Uma primeira razão da complexidade é que estes movimentos provêm de um estrato confuso da nossa personalidade. São reacções de escândalo, gritos invertebrados. Por isso, a sua eficácia de melhoramento do mundo é quase nula. Esta dimensão de nós é superficial e o seu dinamismo dorme um sono ligeiro que qualquer rastilho pode incendiar. Daqui provêm as moções de ira e de inveja que parasitam continuamente a nossa alma. Podemos talvez dizer que a construção do nosso “ego” pós-moderno se tem deslocado para esta região indomesticada de nós e somos comandados por ela. A cultura de massas que passa nos meios de comunicação global tem dado um grande contributo para a ampliação desta construção um tanto insana. Em vez de viver somos vividos por este mundo de representação anónima e superficial. Por isso, gritamos, destruímos, em vez de parar para nos deixarmos instalar na realidade.

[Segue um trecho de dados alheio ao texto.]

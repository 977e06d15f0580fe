//! Channel abstractions used by the worker loop and the DLQ replayer.
//!
//! - `MessageSource`: push-style consumption with explicit settlement
//! - `ReplayChannel`: pull-style access with publisher confirms
//!
//! `AmqpConsumer` and `AmqpChannel` implement them over lapin; the
//! `testing` feature adds an in-memory broker implementing both.

use crate::config::WorkerConfig;
use crate::error::{WorkerError, WorkerResult};
use async_trait::async_trait;
use futures::StreamExt;
use lapin::message::Delivery;
use lapin::options::{
    BasicAckOptions, BasicCancelOptions, BasicConsumeOptions, BasicGetOptions, BasicNackOptions,
    BasicPublishOptions, BasicQosOptions, ConfirmSelectOptions, QueueDeclareOptions,
};
use lapin::types::FieldTable;
use lapin::{BasicProperties, Channel, Consumer};
use std::time::Duration;
use tracing::{debug, info};

/// A delivery awaiting settlement
#[derive(Debug, Clone)]
pub struct InboundMessage {
    pub delivery_tag: u64,
    pub body: Vec<u8>,
    pub properties: BasicProperties,
    pub redelivered: bool,
}

impl From<Delivery> for InboundMessage {
    fn from(delivery: Delivery) -> Self {
        Self {
            delivery_tag: delivery.delivery_tag,
            body: delivery.data,
            properties: delivery.properties,
            redelivered: delivery.redelivered,
        }
    }
}

/// Source of deliveries for a [`QueueWorker`](crate::QueueWorker)
#[async_trait]
pub trait MessageSource: Send {
    /// Wait up to `wait` for the next delivery. `Ok(None)` means the wait
    /// elapsed with nothing to do.
    async fn next_message(&mut self, wait: Duration) -> WorkerResult<Option<InboundMessage>>;

    async fn ack(&mut self, delivery_tag: u64) -> WorkerResult<()>;

    /// Negative-acknowledge without requeue, routing the message to the DLX.
    async fn reject(&mut self, delivery_tag: u64) -> WorkerResult<()>;

    /// Stop receiving new deliveries.
    async fn cancel(&mut self) -> WorkerResult<()>;
}

/// Pull-style channel operations the DLQ replayer needs
#[async_trait]
pub trait ReplayChannel: Send + Sync {
    /// Message count from a passive declare; fails if the queue is missing.
    async fn message_count(&self, queue: &str) -> WorkerResult<u32>;

    /// Fetch one message without auto-ack.
    async fn fetch(&self, queue: &str) -> WorkerResult<Option<InboundMessage>>;

    /// Publish to `queue` through the default exchange and wait for the
    /// broker's confirm.
    async fn publish(
        &self,
        queue: &str,
        body: &[u8],
        properties: BasicProperties,
    ) -> WorkerResult<()>;

    async fn ack(&self, delivery_tag: u64) -> WorkerResult<()>;
}

/// Consumer bound to one queue on a lapin channel
pub struct AmqpConsumer {
    channel: Channel,
    consumer: Consumer,
    consumer_tag: String,
    cancelled: bool,
}

impl AmqpConsumer {
    /// Apply the prefetch limit and start consuming `config.queue_name`.
    pub async fn start(channel: Channel, config: &WorkerConfig) -> WorkerResult<Self> {
        channel
            .basic_qos(config.prefetch_count, BasicQosOptions::default())
            .await?;

        let consumer = channel
            .basic_consume(
                &config.queue_name,
                &config.consumer_tag,
                BasicConsumeOptions::default(),
                FieldTable::default(),
            )
            .await?;

        info!(
            queue = %config.queue_name,
            consumer_tag = %config.consumer_tag,
            prefetch = config.prefetch_count,
            "Consumer started"
        );

        Ok(Self {
            channel,
            consumer,
            consumer_tag: config.consumer_tag.clone(),
            cancelled: false,
        })
    }
}

#[async_trait]
impl MessageSource for AmqpConsumer {
    async fn next_message(&mut self, wait: Duration) -> WorkerResult<Option<InboundMessage>> {
        match tokio::time::timeout(wait, self.consumer.next()).await {
            Err(_) => Ok(None),
            Ok(None) => Err(WorkerError::ConsumerClosed),
            Ok(Some(Err(e))) => Err(e.into()),
            Ok(Some(Ok(delivery))) => Ok(Some(delivery.into())),
        }
    }

    async fn ack(&mut self, delivery_tag: u64) -> WorkerResult<()> {
        self.channel
            .basic_ack(delivery_tag, BasicAckOptions::default())
            .await?;
        Ok(())
    }

    async fn reject(&mut self, delivery_tag: u64) -> WorkerResult<()> {
        self.channel
            .basic_nack(
                delivery_tag,
                BasicNackOptions {
                    multiple: false,
                    requeue: false,
                },
            )
            .await?;
        Ok(())
    }

    async fn cancel(&mut self) -> WorkerResult<()> {
        if self.cancelled || !self.channel.status().connected() {
            return Ok(());
        }
        self.channel
            .basic_cancel(&self.consumer_tag, BasicCancelOptions::default())
            .await?;
        self.cancelled = true;
        debug!(consumer_tag = %self.consumer_tag, "Consumer cancelled");
        Ok(())
    }
}

/// Channel in confirm mode for republishing
pub struct AmqpChannel {
    channel: Channel,
}

impl AmqpChannel {
    /// Put the channel into publisher-confirm mode.
    pub async fn new(channel: Channel) -> WorkerResult<Self> {
        channel
            .confirm_select(ConfirmSelectOptions::default())
            .await?;
        Ok(Self { channel })
    }
}

#[async_trait]
impl ReplayChannel for AmqpChannel {
    async fn message_count(&self, queue: &str) -> WorkerResult<u32> {
        let passive = QueueDeclareOptions {
            passive: true,
            durable: true,
            ..Default::default()
        };
        let state = self
            .channel
            .queue_declare(queue, passive, FieldTable::default())
            .await
            .map_err(|e| WorkerError::from_passive_declare(queue, e))?;
        Ok(state.message_count())
    }

    async fn fetch(&self, queue: &str) -> WorkerResult<Option<InboundMessage>> {
        let message = self
            .channel
            .basic_get(queue, BasicGetOptions { no_ack: false })
            .await?;
        Ok(message.map(|m| m.delivery.into()))
    }

    async fn publish(
        &self,
        queue: &str,
        body: &[u8],
        properties: BasicProperties,
    ) -> WorkerResult<()> {
        let confirmation = self
            .channel
            .basic_publish("", queue, BasicPublishOptions::default(), body, properties)
            .await
            .map_err(|e| WorkerError::Publish {
                queue: queue.to_string(),
                reason: e.to_string(),
            })?
            .await
            .map_err(|e| WorkerError::Publish {
                queue: queue.to_string(),
                reason: format!("confirmation failed: {e}"),
            })?;

        if confirmation.is_nack() {
            return Err(WorkerError::Publish {
                queue: queue.to_string(),
                reason: "broker nacked the publish".to_string(),
            });
        }
        Ok(())
    }

    async fn ack(&self, delivery_tag: u64) -> WorkerResult<()> {
        self.channel
            .basic_ack(delivery_tag, BasicAckOptions::default())
            .await?;
        Ok(())
    }
}
//! Payments Domain
//!
//! Everything the payment worker needs to turn a queued payment request into
//! a settled ledger row.
//!
//! # Architecture
//!
//! ```text
//! ┌──────────────────┐
//! │ PaymentProcessor │  ← Idempotency claim, Outcome → ack / dead-letter
//! └────────┬─────────┘
//!          │
//! ┌────────▼─────────┐
//! │  PaymentService  │  ← PROCESSING → SUCCESS / FAILED, callback
//! └──┬──────┬──────┬─┘
//!    │      │      │
//!    ▼      ▼      ▼
//! Repository Bank  Notifier   ← traits; Postgres, simulated bank, HTTP
//! ```
//!
//! # Usage
//!
//! ```rust,no_run
//! use domain_payments::{
//!     BankConfig, HttpCallbackNotifier, PaymentProcessor, PaymentService,
//!     PgPaymentRepository, RedisIdempotencyGuard, SimulatedBank,
//! };
//!
//! # async fn example() -> Result<(), Box<dyn std::error::Error>> {
//! let db = sea_orm::Database::connect("postgres://...").await?;
//! let redis = redis::aio::ConnectionManager::new(redis::Client::open("redis://...")?).await?;
//!
//! let repository = PgPaymentRepository::new(db);
//! repository.ensure_schema().await?;
//!
//! let service = PaymentService::new(
//!     repository,
//!     SimulatedBank::new(BankConfig::default()),
//!     HttpCallbackNotifier::new()?,
//! );
//! let processor = PaymentProcessor::new(RedisIdempotencyGuard::new(redis), service);
//! # Ok(())
//! # }
//! ```

pub mod bank;
pub mod callback;
pub mod entity;
pub mod error;
pub mod guard;
pub mod models;
pub mod postgres;
pub mod processor;
pub mod queues;
pub mod repository;
pub mod service;
#[cfg(any(test, feature = "testing"))]
pub mod testing;

// Re-export commonly used types
pub use bank::{BankConfig, BankError, PaymentGateway, SimulatedBank};
pub use callback::{CALLBACK_TIMEOUT, CallbackNotifier, HttpCallbackNotifier};
pub use error::{PaymentError, PaymentResult};
pub use guard::{CLAIM_TTL, IdempotencyGuard, RedisIdempotencyGuard, lock_key};
pub use models::{NewPayment, Outcome, Payment, PaymentEnvelope, PaymentStatus};
pub use postgres::PgPaymentRepository;
pub use processor::PaymentProcessor;
pub use queues::PaymentQueue;
pub use repository::PaymentRepository;
pub use service::PaymentService;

Uma segunda razão que explica a complexidade e a impotência diante do aperfeiçoamento moral é a queda num objectivismo valorativo. Isso parece contraditório, pois provém de um “ego” desorbitado. O objectivismo é um caminho de avaliação moral que vê realizados nos lugares, nos tempos, nas coisas em geral os valores morais. É um pensamento um tanto primitivo que vê o bem ou o mal nos objectos que, tocados ou venerados, desencadeiam a perdição ou a salvação. Este caminho leva aos conhecidos mecanismos sacrificiais da queima dos livros, dos amuletos, ou até das pessoas. O caminho moral de certas reivindicações de hoje não anda longe disto: se derrubarmos a estátua extirpamos o mal da escravatura, se proibirmos isto ou aquilo, tornamo-nos automaticamente bons, moralmente falando. É justo dizer que este tipo de cultura é identificável tanto nos meios mais laicizados como também em meios crentes. Este tipo de objectivismo anda sempre de mão dada com o voluntarismo e com o fanatismo, de todos os quadrantes. A tendência para a expressividade cada vez mais repetitiva é um sinal disso.

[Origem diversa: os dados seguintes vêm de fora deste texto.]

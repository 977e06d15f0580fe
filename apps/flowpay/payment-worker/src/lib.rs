//! Payment Worker Service
//!
//! Consumes payment envelopes from RabbitMQ, one at a time, and settles each
//! against the Postgres ledger.
//!
//! ## Architecture
//!
//! ```text
//! RabbitMQ (payment_events, prefetch 1)
//!   ↓
//! QueueWorker<PaymentEnvelope, PaymentProcessor>
//!   ↓ (claim processed:{order_id} in Redis)
//! PaymentService<PgPaymentRepository, SimulatedBank, HttpCallbackNotifier>
//!   ↓
//! PostgreSQL (payment_events)      merchant callback (best effort)
//!
//! nack (no requeue) → dlx_payment → payment_events.dlq
//! ```
//!
//! ## Features
//!
//! - Dead-letter topology declared on every start
//! - Redis idempotency claim with a 24h expiry, backed by a unique order id
//! - Graceful shutdown: the message in hand is settled before exit
//! - Health check endpoint for Kubernetes probes

use amqp_worker::{
    AmqpConsumer, BrokerConfig, BrokerConnector, HealthState, QueueWorker, WorkerConfig,
    health_router,
};
use core_config::server::HealthServerConfig;
use core_config::{Environment, FromEnv, app_info};
use database::{
    postgres::{PostgresConfig, connect_from_config_with_retry},
    redis::RedisConfig,
};
use domain_payments::{
    BankConfig, HttpCallbackNotifier, PaymentProcessor, PaymentQueue, PaymentService,
    PgPaymentRepository, RedisIdempotencyGuard, SimulatedBank,
};
use eyre::{Result, WrapErr};
use tokio::net::TcpListener;
use tokio::signal;
use tokio::sync::watch;
use tracing::{error, info};

/// Default health port when neither `PAYMENT_WORKER_HEALTH_PORT` nor `HEALTH_PORT` is set
pub const DEFAULT_HEALTH_PORT: u16 = 8083;

/// Start the health HTTP server
///
/// Provides endpoints for:
/// - Liveness probes: `/health`, `/healthz`
/// - Readiness probes: `/ready`, `/readyz`
/// - Prometheus metrics: `/metrics`
pub async fn start_health_server(health_state: HealthState, address: String) -> Result<()> {
    let app = health_router(health_state);

    let listener = TcpListener::bind(&address)
        .await
        .wrap_err_with(|| format!("Failed to bind health server to {}", address))?;

    info!(address = %address, "Health server listening");

    axum::serve(listener, app)
        .await
        .wrap_err("Health server failed")?;

    Ok(())
}

/// Run the payment worker
///
/// 1. Sets up structured logging and metrics
/// 2. Connects to PostgreSQL and creates `payment_events` if missing
/// 3. Connects to Redis for idempotency claims
/// 4. Connects to RabbitMQ and declares the dead-letter topology
/// 5. Consumes until SIGINT/SIGTERM, then closes the broker connection
///
/// # Errors
///
/// Returns an error if configuration is invalid, a store is unreachable
/// after its retries, the broker refuses the credentials, or the consumer
/// stream fails.
pub async fn run() -> Result<()> {
    core_config::tracing::install_color_eyre();
    let environment = Environment::from_env();
    core_config::tracing::init_tracing(&environment);

    amqp_worker::init_metrics().wrap_err("Failed to install Prometheus recorder")?;

    let app_info = app_info!();
    info!(name = %app_info.name, version = %app_info.version, "Starting payment worker");
    info!("Environment: {:?}", environment);

    let health_config = HealthServerConfig::from_env_for("payment_worker", DEFAULT_HEALTH_PORT)
        .wrap_err("Failed to load health server configuration")?;

    // PostgreSQL: the ledger
    let pg_config =
        PostgresConfig::from_env().wrap_err("Failed to load PostgreSQL configuration")?;
    info!("Connecting to PostgreSQL...");
    let db = connect_from_config_with_retry(pg_config, None)
        .await
        .wrap_err("Failed to connect to PostgreSQL")?;
    let repository = PgPaymentRepository::new(db);
    repository
        .ensure_schema()
        .await
        .wrap_err("Failed to prepare payment_events table")?;

    // Redis: idempotency claims
    let redis_config = RedisConfig::from_env().wrap_err("Failed to load Redis configuration")?;
    info!("Connecting to Redis...");
    let redis = database::redis::connect_from_config_with_retry(redis_config, None)
        .await
        .wrap_err("Failed to connect to Redis")?;

    let bank_config = BankConfig::from_env().wrap_err("Failed to load bank configuration")?;
    info!(
        latency_ms = bank_config.latency.as_millis() as u64,
        timeout_rate = bank_config.timeout_rate,
        "Simulated bank configured"
    );
    let notifier = HttpCallbackNotifier::new().wrap_err("Failed to build callback client")?;

    let service = PaymentService::new(repository, SimulatedBank::new(bank_config), notifier);
    let processor = PaymentProcessor::new(RedisIdempotencyGuard::new(redis), service);

    // RabbitMQ: fatal after the configured attempts, immediately on bad credentials
    let broker_config = BrokerConfig::from_env().wrap_err("Failed to load RabbitMQ configuration")?;
    let mut connector = BrokerConnector::from_queue_def::<PaymentQueue>(broker_config);
    let channel = connector
        .connect_with_config()
        .await
        .wrap_err("Failed to connect to RabbitMQ")?;

    let worker_config = WorkerConfig::from_queue_def::<PaymentQueue>()
        .with_env_overrides()
        .wrap_err("Failed to load worker configuration")?;
    info!(
        queue = %worker_config.queue_name,
        dlq = %worker_config.dlq_name,
        consumer_tag = %worker_config.consumer_tag,
        prefetch = worker_config.prefetch_count,
        inactivity_timeout_ms = worker_config.inactivity_timeout.as_millis() as u64,
        "Worker configuration loaded"
    );

    let consumer = AmqpConsumer::start(channel, &worker_config)
        .await
        .wrap_err("Failed to start consumer")?;

    // Set up a shutdown signal
    let (shutdown_tx, shutdown_rx) = watch::channel(false);
    tokio::spawn(async move {
        if let Err(e) = shutdown_signal().await {
            error!("Error waiting for shutdown signal: {}", e);
        }
        let _ = shutdown_tx.send(true);
    });

    let health_state = HealthState::new(
        app_info.name,
        app_info.version,
        &worker_config.queue_name,
        &worker_config.dlq_name,
    );
    let ready = health_state.ready_flag();
    let address = health_config.address();
    tokio::spawn(async move {
        if let Err(e) = start_health_server(health_state, address).await {
            error!(error = %e, "Health server failed");
        }
    });

    let mut worker = QueueWorker::new(consumer, processor, worker_config).with_ready_flag(ready);
    let result = worker.run(shutdown_rx).await;

    if let Err(e) = connector.close().await {
        error!(error = %e, "Failed to close RabbitMQ connection");
    }
    result.wrap_err("Payment worker stopped with an error")?;

    info!("Payment worker stopped");
    Ok(())
}

/// Wait for a shutdown signal (SIGINT or SIGTERM)
async fn shutdown_signal() -> Result<()> {
    #[cfg(unix)]
    {
        let mut terminate = signal::unix::signal(signal::unix::SignalKind::terminate())
            .wrap_err("Failed to install SIGTERM handler")?;

        tokio::select! {
            result = signal::ctrl_c() => {
                result.wrap_err("Failed to listen for Ctrl+C")?;
                info!("Received Ctrl+C, initiating shutdown...");
            },
            _ = terminate.recv() => {
                info!("Received SIGTERM, initiating shutdown...");
            },
        }
    }

    #[cfg(not(unix))]
    {
        signal::ctrl_c()
            .await
            .wrap_err("Failed to listen for Ctrl+C")?;
        info!("Received Ctrl+C, initiating shutdown...");
    }

    Ok(())
}
use async_trait::async_trait;
use sea_orm::sea_query::Expr;
use sea_orm::{
    ActiveModelTrait, ColumnTrait, ConnectionTrait, DatabaseConnection, DbErr, EntityTrait,
    QueryFilter, SqlErr,
};

use crate::{
    entity,
    error::{PaymentError, PaymentResult},
    models::{NewPayment, Payment, PaymentStatus},
    repository::PaymentRepository,
};

/// Table matching [`entity::Model`]; safe to run on every start.
const CREATE_PAYMENT_EVENTS: &str = r#"
CREATE TABLE IF NOT EXISTS payment_events (
    id SERIAL PRIMARY KEY,
    order_id TEXT NOT NULL UNIQUE,
    amount BIGINT NOT NULL,
    status VARCHAR(16) NOT NULL,
    created_at TIMESTAMPTZ NOT NULL DEFAULT now()
)
"#;

pub struct PgPaymentRepository {
    db: DatabaseConnection,
}

impl PgPaymentRepository {
    pub fn new(db: DatabaseConnection) -> Self {
        Self { db }
    }

    /// Create `payment_events` if it does not exist yet
    pub async fn ensure_schema(&self) -> PaymentResult<()> {
        self.db.execute_unprepared(CREATE_PAYMENT_EVENTS).await?;
        tracing::info!("payment_events schema ready");
        Ok(())
    }

    pub fn db(&self) -> &DatabaseConnection {
        &self.db
    }

    fn map_insert_error(order_id: &str, err: DbErr) -> PaymentError {
        match err.sql_err() {
            Some(SqlErr::UniqueConstraintViolation(_)) => {
                PaymentError::DuplicateOrder(order_id.to_string())
            }
            _ => err.into(),
        }
    }
}

#[async_trait]
impl PaymentRepository for PgPaymentRepository {
    async fn find_by_order_id(&self, order_id: &str) -> PaymentResult<Option<Payment>> {
        let model = entity::Entity::find()
            .filter(entity::Column::OrderId.eq(order_id))
            .one(&self.db)
            .await?;

        Ok(model.map(Into::into))
    }

    async fn create_processing(&self, input: NewPayment) -> PaymentResult<Payment> {
        let order_id = input.order_id.clone();
        let active_model: entity::ActiveModel = input.into();

        let model = active_model
            .insert(&self.db)
            .await
            .map_err(|e| Self::map_insert_error(&order_id, e))?;

        tracing::info!(order_id = %model.order_id, payment_id = model.id, "Created payment");
        Ok(model.into())
    }

    async fn update_status(
        &self,
        order_id: &str,
        status: PaymentStatus,
    ) -> PaymentResult<Payment> {
        if !PaymentStatus::Processing.can_transition_to(status) {
            return Err(PaymentError::InvalidTransition {
                order_id: order_id.to_string(),
                from: PaymentStatus::Processing,
                to: status,
            });
        }

        // Single conditional UPDATE so a concurrent writer cannot move the row twice
        let result = entity::Entity::update_many()
            .col_expr(entity::Column::Status, Expr::value(status))
            .filter(entity::Column::OrderId.eq(order_id))
            .filter(entity::Column::Status.eq(PaymentStatus::Processing))
            .exec(&self.db)
            .await?;

        let current = self
            .find_by_order_id(order_id)
            .await?
            .ok_or_else(|| PaymentError::NotFound(order_id.to_string()))?;

        if result.rows_affected == 0 {
            return Err(PaymentError::InvalidTransition {
                order_id: order_id.to_string(),
                from: current.status,
                to: status,
            });
        }

        tracing::info!(order_id = %order_id, status = %status, "Updated payment status");
        Ok(current)
    }
}

#[cfg(test)]
mod tests {
    use super::*;
    use chrono::Utc;
    use sea_orm::{DatabaseBackend, MockDatabase, MockExecResult};

    fn model(id: i32, order_id: &str, status: PaymentStatus) -> entity::Model {
        entity::Model {
            id,
            order_id: order_id.to_string(),
            amount: 100,
            status,
            created_at: Utc::now().into(),
        }
    }

    #[tokio::test]
    async fn test_find_by_order_id_maps_model() {
        let db = MockDatabase::new(DatabaseBackend::Postgres)
            .append_query_results([vec![model(7, "ORD-1", PaymentStatus::Processing)]])
            .into_connection();
        let repo = PgPaymentRepository::new(db);

        let payment = repo.find_by_order_id("ORD-1").await.unwrap().unwrap();
        assert_eq!(payment.id, 7);
        assert_eq!(payment.status, PaymentStatus::Processing);
    }

    #[tokio::test]
    async fn test_find_by_order_id_missing() {
        let db = MockDatabase::new(DatabaseBackend::Postgres)
            .append_query_results([Vec::<entity::Model>::new()])
            .into_connection();
        let repo = PgPaymentRepository::new(db);

        assert!(repo.find_by_order_id("ORD-404").await.unwrap().is_none());
    }

    #[tokio::test]
    async fn test_update_status_success() {
        let db = MockDatabase::new(DatabaseBackend::Postgres)
            .append_exec_results([MockExecResult {
                last_insert_id: 0,
                rows_affected: 1,
            }])
            .append_query_results([vec![model(1, "ORD-1", PaymentStatus::Success)]])
            .into_connection();
        let repo = PgPaymentRepository::new(db);

        let payment = repo
            .update_status("ORD-1", PaymentStatus::Success)
            .await
            .unwrap();
        assert_eq!(payment.status, PaymentStatus::Success);
    }

    #[tokio::test]
    async fn test_update_status_rejects_settled_row() {
        let db = MockDatabase::new(DatabaseBackend::Postgres)
            .append_exec_results([MockExecResult {
                last_insert_id: 0,
                rows_affected: 0,
            }])
            .append_query_results([vec![model(1, "ORD-1", PaymentStatus::Success)]])
            .into_connection();
        let repo = PgPaymentRepository::new(db);

        let err = repo
            .update_status("ORD-1", PaymentStatus::Failed)
            .await
            .unwrap_err();
        assert!(matches!(
            err,
            PaymentError::InvalidTransition {
                from: PaymentStatus::Success,
                to: PaymentStatus::Failed,
                ..
            }
        ));
    }

    #[tokio::test]
    async fn test_update_status_missing_row() {
        let db = MockDatabase::new(DatabaseBackend::Postgres)
            .append_exec_results([MockExecResult {
                last_insert_id: 0,
                rows_affected: 0,
            }])
            .append_query_results([Vec::<entity::Model>::new()])
            .into_connection();
        let repo = PgPaymentRepository::new(db);

        let err = repo
            .update_status("ORD-404", PaymentStatus::Success)
            .await
            .unwrap_err();
        assert!(matches!(err, PaymentError::NotFound(id) if id == "ORD-404"));
    }

    #[tokio::test]
    async fn test_update_status_to_processing_is_rejected_without_query() {
        let db = MockDatabase::new(DatabaseBackend::Postgres).into_connection();
        let repo = PgPaymentRepository::new(db);

        let err = repo
            .update_status("ORD-1", PaymentStatus::Processing)
            .await
            .unwrap_err();
        assert!(matches!(err, PaymentError::InvalidTransition { .. }));
    }
}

Em terceiro lugar, podemos perguntar: então como podemos pensar a moral neste contexto? A nossa fé iluminada pela racionalidade leva-nos noutro sentido. Podemos aproveitar a boa vontade que revelam diversos destes movimentos para os canalizar para um verdadeiro caminho de moralização. Esse caminho será sempre o de uma maior sintonia com a realidade. Ora, segundo o caminho a que Jesus nos iniciou, a realidade moral é um crescimento de uma subjectividade habitada pelo divino. O divino vem ao ser humano pela iniciação, pela deposição do “ego”, e não pela sua ampliação mediante o saber aumentado. Por isso, a sintonia com o valor moral vem do silêncio e não do ruído, vem da escuta e não simplesmente da expressividade. O que dá poder de agir ao sujeito é a sua abertura ao infinito e não a sua afirmação desorbitada. Para crescer moralmente é necessário recuar até ao ponto em que o ser humano é dado a si mesmo, a esse lugar de origem de onde emerge, reabilitado pela enxertia em Cristo, simbolizada no baptismo. Essa é a subjectividade verdadeira, a virtude, a lucidez moral de que precisamos hoje.